==== Extracted entries ====

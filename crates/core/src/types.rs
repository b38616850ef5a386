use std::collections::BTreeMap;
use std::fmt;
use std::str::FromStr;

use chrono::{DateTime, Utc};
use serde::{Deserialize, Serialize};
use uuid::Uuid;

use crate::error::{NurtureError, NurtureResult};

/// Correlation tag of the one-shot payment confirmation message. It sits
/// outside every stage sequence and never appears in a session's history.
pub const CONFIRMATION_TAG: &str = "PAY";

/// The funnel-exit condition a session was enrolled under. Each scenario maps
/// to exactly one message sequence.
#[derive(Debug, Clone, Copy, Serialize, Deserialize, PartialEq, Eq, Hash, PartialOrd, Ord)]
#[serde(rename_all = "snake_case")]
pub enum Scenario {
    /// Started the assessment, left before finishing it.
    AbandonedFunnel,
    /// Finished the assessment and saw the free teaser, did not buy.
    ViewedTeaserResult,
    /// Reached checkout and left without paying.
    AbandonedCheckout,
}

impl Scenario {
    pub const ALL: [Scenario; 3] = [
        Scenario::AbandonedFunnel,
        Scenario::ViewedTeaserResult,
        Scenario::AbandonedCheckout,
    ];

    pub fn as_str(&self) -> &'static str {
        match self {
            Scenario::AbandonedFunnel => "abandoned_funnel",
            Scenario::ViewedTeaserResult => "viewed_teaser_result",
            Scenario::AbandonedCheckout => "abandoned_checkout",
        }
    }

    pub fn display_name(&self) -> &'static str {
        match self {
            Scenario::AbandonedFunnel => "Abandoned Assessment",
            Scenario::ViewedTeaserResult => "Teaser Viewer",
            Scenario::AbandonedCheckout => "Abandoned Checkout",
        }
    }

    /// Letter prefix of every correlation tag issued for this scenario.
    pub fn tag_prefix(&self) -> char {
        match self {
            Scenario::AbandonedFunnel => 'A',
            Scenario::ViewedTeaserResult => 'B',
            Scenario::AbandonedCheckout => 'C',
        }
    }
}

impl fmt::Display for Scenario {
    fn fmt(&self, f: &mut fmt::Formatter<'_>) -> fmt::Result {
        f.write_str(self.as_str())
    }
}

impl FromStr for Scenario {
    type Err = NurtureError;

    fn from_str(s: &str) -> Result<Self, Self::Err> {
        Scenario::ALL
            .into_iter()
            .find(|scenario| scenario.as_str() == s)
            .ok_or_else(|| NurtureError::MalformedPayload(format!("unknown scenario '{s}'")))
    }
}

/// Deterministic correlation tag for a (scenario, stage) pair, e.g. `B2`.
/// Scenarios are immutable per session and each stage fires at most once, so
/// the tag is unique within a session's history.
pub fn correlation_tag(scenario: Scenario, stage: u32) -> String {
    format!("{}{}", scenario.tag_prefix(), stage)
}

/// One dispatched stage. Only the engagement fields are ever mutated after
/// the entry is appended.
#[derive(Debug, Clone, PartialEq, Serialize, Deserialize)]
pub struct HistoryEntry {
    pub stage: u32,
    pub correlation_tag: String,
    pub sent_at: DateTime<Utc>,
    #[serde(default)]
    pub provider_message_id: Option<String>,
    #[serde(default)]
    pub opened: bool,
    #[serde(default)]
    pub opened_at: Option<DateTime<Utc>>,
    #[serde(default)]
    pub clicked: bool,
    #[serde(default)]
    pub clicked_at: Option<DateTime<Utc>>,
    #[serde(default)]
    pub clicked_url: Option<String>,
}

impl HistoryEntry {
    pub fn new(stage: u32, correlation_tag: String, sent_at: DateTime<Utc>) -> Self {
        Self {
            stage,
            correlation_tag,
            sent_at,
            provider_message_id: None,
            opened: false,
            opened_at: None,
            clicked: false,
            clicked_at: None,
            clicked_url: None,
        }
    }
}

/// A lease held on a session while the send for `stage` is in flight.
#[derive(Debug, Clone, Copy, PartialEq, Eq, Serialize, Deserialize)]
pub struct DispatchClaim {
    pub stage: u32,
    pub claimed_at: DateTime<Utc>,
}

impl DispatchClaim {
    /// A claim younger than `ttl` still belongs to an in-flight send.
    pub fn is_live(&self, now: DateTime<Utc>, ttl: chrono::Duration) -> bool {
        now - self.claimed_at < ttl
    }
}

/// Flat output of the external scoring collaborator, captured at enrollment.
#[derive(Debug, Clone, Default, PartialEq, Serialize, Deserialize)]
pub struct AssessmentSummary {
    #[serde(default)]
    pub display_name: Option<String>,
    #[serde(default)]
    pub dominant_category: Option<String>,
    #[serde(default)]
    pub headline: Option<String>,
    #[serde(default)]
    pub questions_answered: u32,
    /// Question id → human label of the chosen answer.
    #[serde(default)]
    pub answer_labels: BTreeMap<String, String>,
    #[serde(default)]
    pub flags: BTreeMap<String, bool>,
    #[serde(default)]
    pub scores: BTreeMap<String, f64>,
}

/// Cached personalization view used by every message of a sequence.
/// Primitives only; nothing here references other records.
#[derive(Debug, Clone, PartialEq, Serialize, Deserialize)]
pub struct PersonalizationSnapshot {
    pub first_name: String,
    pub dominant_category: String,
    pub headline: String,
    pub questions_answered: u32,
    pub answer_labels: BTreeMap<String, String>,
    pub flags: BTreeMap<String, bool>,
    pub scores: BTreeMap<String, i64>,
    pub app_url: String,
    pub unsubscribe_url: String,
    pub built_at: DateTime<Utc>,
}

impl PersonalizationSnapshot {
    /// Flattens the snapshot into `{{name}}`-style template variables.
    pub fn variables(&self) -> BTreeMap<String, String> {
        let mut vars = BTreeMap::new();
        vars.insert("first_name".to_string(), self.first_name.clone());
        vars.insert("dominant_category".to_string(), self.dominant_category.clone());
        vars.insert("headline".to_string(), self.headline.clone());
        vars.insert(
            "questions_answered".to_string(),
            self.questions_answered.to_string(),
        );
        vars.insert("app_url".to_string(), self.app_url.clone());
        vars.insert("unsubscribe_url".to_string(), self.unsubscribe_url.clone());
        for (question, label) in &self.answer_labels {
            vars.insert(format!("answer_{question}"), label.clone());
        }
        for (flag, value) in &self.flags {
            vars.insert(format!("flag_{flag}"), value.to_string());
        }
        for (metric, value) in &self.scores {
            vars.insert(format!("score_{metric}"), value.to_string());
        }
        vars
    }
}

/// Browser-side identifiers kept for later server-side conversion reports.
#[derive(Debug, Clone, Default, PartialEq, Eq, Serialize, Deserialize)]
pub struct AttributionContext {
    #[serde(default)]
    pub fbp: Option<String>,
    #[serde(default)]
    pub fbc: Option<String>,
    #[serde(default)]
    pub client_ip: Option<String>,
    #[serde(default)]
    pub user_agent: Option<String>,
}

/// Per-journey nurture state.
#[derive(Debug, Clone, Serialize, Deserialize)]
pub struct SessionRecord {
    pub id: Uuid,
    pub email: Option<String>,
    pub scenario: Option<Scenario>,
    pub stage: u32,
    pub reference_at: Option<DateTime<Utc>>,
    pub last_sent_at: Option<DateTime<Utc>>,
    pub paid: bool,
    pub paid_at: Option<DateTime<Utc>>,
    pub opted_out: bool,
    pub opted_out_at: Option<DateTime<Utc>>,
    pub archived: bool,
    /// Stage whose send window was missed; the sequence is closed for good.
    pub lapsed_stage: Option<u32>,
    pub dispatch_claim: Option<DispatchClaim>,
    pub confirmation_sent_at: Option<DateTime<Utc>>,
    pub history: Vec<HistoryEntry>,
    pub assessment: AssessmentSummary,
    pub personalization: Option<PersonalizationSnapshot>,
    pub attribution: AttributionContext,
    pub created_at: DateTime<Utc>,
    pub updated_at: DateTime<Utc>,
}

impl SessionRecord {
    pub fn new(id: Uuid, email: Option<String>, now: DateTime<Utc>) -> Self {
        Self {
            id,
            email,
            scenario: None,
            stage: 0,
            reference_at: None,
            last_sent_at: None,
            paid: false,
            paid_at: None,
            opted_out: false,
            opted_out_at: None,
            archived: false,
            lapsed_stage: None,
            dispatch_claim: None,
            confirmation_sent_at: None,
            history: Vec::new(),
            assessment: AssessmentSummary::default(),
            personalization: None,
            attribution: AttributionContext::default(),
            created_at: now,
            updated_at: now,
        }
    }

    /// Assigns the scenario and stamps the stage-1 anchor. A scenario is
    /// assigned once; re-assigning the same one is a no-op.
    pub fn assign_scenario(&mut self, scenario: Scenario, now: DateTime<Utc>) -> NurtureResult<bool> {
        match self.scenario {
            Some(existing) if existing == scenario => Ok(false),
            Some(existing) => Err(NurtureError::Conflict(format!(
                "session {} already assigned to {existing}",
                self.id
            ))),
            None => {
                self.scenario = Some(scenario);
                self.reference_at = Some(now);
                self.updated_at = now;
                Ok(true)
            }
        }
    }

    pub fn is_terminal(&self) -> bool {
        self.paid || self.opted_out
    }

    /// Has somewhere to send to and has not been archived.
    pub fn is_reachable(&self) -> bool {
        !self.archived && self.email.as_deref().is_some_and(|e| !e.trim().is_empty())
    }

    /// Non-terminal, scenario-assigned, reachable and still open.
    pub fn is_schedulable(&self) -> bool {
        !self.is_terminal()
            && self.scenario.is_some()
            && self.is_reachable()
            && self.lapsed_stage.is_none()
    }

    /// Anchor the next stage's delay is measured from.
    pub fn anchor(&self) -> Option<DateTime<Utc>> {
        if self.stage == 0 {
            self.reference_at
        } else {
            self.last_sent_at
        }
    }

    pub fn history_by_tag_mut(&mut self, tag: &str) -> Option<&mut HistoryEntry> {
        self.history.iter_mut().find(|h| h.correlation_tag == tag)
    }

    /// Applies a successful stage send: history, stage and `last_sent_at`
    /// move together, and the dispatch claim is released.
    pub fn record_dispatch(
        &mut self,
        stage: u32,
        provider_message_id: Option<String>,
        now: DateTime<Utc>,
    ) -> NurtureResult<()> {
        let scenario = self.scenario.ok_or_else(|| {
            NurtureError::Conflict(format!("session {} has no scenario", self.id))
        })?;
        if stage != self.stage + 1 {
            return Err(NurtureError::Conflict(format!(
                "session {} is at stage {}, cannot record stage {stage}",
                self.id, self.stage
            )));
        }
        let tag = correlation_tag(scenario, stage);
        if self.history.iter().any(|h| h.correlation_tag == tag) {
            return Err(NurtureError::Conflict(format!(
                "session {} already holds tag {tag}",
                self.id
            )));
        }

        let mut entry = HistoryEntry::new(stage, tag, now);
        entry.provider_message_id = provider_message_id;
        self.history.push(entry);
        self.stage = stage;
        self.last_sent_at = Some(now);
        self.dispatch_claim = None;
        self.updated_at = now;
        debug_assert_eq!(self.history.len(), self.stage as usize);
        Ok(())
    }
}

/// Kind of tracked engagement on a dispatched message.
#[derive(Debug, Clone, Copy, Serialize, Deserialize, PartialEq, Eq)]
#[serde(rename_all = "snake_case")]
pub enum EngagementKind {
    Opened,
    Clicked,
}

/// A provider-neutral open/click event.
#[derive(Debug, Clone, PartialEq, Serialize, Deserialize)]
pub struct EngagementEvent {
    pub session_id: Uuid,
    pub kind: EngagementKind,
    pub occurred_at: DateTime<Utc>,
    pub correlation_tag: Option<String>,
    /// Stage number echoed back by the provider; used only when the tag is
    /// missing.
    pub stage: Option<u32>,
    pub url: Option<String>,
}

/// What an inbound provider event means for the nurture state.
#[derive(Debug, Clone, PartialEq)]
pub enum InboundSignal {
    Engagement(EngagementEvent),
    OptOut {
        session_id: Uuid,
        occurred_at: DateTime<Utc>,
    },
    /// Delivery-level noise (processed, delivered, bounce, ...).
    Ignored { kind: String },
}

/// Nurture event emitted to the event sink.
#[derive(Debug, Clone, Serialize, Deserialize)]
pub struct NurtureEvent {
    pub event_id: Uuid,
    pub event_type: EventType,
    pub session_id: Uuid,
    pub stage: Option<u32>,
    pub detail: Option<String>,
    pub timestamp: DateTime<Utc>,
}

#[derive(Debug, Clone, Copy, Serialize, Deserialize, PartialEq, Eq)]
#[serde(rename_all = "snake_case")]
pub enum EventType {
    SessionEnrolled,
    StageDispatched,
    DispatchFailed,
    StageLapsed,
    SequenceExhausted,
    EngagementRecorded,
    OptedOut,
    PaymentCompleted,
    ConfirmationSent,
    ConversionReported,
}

====
==== Extracted entries ====

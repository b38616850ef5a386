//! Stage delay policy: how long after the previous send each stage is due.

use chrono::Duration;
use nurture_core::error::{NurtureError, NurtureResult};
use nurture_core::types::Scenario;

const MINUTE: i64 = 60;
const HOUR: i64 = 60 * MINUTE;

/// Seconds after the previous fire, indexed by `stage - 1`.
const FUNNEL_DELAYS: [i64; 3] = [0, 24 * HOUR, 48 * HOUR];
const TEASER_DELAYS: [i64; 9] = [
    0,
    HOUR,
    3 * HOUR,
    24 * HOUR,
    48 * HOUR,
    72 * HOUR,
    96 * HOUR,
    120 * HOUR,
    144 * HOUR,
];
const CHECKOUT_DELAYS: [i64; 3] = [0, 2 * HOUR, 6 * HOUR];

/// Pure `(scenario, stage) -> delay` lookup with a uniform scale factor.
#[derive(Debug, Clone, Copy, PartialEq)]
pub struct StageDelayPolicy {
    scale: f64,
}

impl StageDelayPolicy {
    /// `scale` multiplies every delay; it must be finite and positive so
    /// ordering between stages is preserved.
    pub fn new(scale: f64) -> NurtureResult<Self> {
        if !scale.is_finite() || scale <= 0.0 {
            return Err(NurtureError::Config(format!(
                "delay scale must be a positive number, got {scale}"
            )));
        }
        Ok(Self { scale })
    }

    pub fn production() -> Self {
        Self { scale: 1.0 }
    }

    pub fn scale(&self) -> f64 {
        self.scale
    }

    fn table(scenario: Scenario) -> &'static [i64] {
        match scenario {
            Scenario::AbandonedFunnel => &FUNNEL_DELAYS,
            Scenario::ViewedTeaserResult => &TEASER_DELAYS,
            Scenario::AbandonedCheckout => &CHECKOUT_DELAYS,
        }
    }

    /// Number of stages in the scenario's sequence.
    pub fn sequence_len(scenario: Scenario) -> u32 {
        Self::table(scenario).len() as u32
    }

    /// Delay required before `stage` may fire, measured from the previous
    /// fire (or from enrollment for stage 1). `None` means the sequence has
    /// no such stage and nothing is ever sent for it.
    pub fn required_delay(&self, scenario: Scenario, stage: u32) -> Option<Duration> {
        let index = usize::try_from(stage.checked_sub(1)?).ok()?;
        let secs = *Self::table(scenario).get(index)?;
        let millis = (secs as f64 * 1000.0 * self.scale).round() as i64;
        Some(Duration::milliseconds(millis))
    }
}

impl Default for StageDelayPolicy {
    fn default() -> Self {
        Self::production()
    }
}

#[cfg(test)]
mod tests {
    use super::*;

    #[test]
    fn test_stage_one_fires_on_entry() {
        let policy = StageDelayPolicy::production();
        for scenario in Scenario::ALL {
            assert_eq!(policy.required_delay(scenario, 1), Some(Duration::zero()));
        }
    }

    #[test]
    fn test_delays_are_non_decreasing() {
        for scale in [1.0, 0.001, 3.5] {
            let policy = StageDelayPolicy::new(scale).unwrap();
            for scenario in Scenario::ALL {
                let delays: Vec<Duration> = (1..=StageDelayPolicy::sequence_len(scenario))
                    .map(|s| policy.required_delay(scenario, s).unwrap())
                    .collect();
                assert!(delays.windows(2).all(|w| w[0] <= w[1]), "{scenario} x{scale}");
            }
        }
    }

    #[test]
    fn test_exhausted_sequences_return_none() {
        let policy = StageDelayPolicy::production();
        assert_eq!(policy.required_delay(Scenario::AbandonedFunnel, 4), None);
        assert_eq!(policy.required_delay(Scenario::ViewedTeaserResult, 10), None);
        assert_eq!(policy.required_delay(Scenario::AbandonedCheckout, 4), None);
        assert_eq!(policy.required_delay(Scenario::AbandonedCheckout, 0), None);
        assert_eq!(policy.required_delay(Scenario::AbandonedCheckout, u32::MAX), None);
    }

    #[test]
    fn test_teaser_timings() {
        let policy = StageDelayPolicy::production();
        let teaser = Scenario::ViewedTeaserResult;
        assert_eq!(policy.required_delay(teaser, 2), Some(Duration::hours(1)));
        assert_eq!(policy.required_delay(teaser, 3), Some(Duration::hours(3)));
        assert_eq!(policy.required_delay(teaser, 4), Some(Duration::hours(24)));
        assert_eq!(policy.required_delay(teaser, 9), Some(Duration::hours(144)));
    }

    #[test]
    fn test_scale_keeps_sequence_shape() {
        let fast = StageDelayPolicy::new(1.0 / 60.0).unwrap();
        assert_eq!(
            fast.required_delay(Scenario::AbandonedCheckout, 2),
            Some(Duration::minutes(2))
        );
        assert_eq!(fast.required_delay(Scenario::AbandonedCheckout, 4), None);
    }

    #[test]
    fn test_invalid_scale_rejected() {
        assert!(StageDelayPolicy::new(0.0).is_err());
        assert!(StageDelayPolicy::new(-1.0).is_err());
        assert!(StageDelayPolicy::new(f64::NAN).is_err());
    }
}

====

Exercise directions >> Using the records above, list each line that includes "millis".

Solution for this task >>
        let millis = (secs as f64 * 1000.0 * self.scale).round() as i64;
        Some(Duration::milliseconds(millis))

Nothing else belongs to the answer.